▶ What you are asked to do:
Once the line containing "repository 40f9382fd47239a9" is found in the entries below, reproduce it and every line after it, stopping at and including the line containing "document mutation API."; reproduce nothing else, and keep each line exact.

▶ Exercise input:
*** Begin section ***
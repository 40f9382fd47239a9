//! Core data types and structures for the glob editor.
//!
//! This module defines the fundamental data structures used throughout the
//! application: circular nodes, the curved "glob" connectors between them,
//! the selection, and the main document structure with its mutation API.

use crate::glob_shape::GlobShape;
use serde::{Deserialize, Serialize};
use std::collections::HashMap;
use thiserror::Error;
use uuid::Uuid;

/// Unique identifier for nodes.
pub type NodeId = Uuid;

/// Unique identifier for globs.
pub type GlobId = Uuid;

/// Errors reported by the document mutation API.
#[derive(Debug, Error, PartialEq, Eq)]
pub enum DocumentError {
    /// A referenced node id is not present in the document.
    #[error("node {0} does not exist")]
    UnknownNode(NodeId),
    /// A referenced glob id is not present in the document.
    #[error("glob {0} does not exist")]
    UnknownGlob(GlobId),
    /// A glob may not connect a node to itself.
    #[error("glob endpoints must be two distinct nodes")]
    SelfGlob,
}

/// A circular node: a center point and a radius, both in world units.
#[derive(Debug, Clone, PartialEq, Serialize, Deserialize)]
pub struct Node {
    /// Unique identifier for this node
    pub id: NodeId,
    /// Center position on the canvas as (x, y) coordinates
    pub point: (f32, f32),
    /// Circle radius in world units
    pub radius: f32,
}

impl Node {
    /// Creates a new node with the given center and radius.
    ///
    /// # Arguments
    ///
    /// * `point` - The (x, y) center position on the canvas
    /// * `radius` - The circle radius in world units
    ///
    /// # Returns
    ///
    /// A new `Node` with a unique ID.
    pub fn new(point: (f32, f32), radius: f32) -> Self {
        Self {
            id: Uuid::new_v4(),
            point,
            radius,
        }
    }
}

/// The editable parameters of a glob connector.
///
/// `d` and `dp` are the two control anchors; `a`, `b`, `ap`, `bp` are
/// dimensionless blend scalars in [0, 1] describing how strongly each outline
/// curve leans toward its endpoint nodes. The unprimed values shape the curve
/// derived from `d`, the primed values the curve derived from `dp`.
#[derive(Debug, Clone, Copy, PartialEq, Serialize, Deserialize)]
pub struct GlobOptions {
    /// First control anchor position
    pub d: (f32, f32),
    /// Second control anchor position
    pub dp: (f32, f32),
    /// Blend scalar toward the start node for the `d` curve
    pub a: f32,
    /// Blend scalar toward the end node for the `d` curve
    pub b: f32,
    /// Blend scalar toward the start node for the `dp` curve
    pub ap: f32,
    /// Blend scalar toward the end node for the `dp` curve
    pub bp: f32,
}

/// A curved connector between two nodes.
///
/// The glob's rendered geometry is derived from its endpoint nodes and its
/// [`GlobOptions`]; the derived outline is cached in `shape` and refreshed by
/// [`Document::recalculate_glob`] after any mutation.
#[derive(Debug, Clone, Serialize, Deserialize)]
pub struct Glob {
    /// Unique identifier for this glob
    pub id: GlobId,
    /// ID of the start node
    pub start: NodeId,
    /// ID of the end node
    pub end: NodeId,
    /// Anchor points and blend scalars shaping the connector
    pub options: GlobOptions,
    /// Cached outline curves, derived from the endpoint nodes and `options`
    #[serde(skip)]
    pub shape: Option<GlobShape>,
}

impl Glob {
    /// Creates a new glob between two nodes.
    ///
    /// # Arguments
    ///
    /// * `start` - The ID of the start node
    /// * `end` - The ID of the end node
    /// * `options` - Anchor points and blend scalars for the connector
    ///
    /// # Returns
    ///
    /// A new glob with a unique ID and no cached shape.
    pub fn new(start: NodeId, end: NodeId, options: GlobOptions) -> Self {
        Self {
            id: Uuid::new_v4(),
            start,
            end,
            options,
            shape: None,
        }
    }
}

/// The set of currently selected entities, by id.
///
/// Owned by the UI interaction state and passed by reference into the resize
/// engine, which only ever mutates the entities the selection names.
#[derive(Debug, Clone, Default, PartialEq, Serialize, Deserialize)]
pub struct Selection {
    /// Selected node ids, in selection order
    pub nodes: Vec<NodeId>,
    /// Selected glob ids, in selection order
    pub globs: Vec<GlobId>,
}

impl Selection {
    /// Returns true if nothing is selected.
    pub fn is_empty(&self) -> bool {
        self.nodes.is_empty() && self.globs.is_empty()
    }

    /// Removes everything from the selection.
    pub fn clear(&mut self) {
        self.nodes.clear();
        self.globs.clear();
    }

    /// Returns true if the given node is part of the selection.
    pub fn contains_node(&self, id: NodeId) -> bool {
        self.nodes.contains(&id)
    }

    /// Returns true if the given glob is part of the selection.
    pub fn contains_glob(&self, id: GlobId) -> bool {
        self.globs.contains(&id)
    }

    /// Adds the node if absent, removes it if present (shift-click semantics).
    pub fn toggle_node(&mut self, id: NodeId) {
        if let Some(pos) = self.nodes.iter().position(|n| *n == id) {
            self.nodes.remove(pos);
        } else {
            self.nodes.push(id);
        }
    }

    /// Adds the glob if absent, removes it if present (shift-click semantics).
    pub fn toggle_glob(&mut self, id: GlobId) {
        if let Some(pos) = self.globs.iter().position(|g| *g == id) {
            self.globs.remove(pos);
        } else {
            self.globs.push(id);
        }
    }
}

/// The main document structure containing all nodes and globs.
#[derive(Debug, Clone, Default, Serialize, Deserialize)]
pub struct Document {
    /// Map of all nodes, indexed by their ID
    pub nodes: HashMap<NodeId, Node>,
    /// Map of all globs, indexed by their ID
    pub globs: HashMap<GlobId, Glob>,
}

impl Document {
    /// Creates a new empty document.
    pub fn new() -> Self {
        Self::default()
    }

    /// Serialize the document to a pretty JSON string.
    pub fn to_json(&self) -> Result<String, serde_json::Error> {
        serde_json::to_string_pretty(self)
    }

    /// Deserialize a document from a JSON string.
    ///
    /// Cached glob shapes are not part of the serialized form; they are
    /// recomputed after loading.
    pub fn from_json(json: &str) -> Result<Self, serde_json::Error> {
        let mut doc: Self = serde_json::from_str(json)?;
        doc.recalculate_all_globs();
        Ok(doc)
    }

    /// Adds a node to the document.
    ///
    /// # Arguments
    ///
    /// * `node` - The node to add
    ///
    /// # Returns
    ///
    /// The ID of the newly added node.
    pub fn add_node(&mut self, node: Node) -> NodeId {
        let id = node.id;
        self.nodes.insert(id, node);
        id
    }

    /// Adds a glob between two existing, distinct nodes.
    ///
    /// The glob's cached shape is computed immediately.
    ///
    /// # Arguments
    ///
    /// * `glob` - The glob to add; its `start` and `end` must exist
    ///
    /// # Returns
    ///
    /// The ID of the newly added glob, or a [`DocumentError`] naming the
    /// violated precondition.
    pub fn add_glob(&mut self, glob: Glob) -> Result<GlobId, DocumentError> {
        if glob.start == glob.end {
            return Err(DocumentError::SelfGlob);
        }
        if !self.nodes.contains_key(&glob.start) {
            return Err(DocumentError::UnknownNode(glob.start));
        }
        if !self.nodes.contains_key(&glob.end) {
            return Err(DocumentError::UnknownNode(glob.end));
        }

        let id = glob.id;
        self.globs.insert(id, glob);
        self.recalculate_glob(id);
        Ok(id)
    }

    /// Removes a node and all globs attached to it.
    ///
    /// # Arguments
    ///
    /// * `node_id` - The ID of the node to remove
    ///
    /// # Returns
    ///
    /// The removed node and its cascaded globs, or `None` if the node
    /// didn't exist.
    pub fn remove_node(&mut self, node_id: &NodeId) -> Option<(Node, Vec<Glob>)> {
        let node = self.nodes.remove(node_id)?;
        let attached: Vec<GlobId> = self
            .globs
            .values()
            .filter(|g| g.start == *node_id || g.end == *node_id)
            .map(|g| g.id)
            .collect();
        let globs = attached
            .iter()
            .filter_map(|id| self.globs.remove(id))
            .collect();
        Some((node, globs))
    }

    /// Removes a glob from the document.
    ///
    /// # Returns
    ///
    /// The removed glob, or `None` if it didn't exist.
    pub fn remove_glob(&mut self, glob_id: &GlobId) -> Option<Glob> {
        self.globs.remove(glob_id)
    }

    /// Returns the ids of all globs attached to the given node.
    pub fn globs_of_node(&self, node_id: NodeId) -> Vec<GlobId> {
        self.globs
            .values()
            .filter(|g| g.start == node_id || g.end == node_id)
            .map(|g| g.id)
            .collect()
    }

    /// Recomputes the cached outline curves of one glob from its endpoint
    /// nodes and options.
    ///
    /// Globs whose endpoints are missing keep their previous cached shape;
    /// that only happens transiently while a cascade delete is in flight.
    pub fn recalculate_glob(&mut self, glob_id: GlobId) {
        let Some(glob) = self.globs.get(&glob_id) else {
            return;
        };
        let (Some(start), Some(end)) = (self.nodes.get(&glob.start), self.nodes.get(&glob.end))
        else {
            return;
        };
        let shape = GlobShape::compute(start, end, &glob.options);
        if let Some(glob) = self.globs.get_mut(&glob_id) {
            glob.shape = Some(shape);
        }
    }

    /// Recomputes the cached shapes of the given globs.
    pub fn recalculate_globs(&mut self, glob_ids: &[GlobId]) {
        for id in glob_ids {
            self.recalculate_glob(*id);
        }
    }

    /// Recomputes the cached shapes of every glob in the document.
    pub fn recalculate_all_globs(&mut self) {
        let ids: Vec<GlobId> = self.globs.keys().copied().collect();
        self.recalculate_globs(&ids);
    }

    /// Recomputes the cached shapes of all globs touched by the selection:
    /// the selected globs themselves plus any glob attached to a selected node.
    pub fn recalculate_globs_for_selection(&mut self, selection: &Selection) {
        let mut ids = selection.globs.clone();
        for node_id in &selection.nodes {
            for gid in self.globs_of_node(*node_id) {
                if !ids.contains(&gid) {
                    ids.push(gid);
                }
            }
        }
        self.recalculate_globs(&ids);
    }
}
*** End section ***
*** Begin section ***
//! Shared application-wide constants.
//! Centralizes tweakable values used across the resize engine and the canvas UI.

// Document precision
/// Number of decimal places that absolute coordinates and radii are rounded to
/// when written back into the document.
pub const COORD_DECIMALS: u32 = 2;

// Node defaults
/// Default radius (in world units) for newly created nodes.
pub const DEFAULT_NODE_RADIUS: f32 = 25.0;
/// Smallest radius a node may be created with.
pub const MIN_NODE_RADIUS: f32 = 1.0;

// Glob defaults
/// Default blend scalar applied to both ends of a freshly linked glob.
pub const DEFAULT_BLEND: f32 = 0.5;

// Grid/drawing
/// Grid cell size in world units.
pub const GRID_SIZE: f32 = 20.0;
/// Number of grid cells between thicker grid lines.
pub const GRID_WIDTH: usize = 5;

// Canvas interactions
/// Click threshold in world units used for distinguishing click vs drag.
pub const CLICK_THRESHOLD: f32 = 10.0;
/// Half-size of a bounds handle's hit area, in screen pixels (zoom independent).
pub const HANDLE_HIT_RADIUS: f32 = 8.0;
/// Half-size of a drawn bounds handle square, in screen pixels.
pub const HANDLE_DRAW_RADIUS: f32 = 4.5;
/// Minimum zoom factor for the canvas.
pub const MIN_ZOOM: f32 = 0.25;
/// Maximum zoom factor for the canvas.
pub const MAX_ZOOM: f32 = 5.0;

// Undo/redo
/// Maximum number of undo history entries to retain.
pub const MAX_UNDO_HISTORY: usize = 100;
*** End section ***
▶ Output for this task:
repository 40f9382fd47239a9
//! Core data types and structures for the glob editor.
//!
//! This module defines the fundamental data structures used throughout the
//! application: circular nodes, the curved "glob" connectors between them,
//! the selection, and the main document structure with its mutation API.

use crate::glob_shape::GlobShape;
use serde::{Deserialize, Serialize};
use std::collections::HashMap;
use thiserror::Error;
use uuid::Uuid;

/// Unique identifier for nodes.
pub type NodeId = Uuid;

/// Unique identifier for globs.
pub type GlobId = Uuid;

/// Errors reported by the document mutation API.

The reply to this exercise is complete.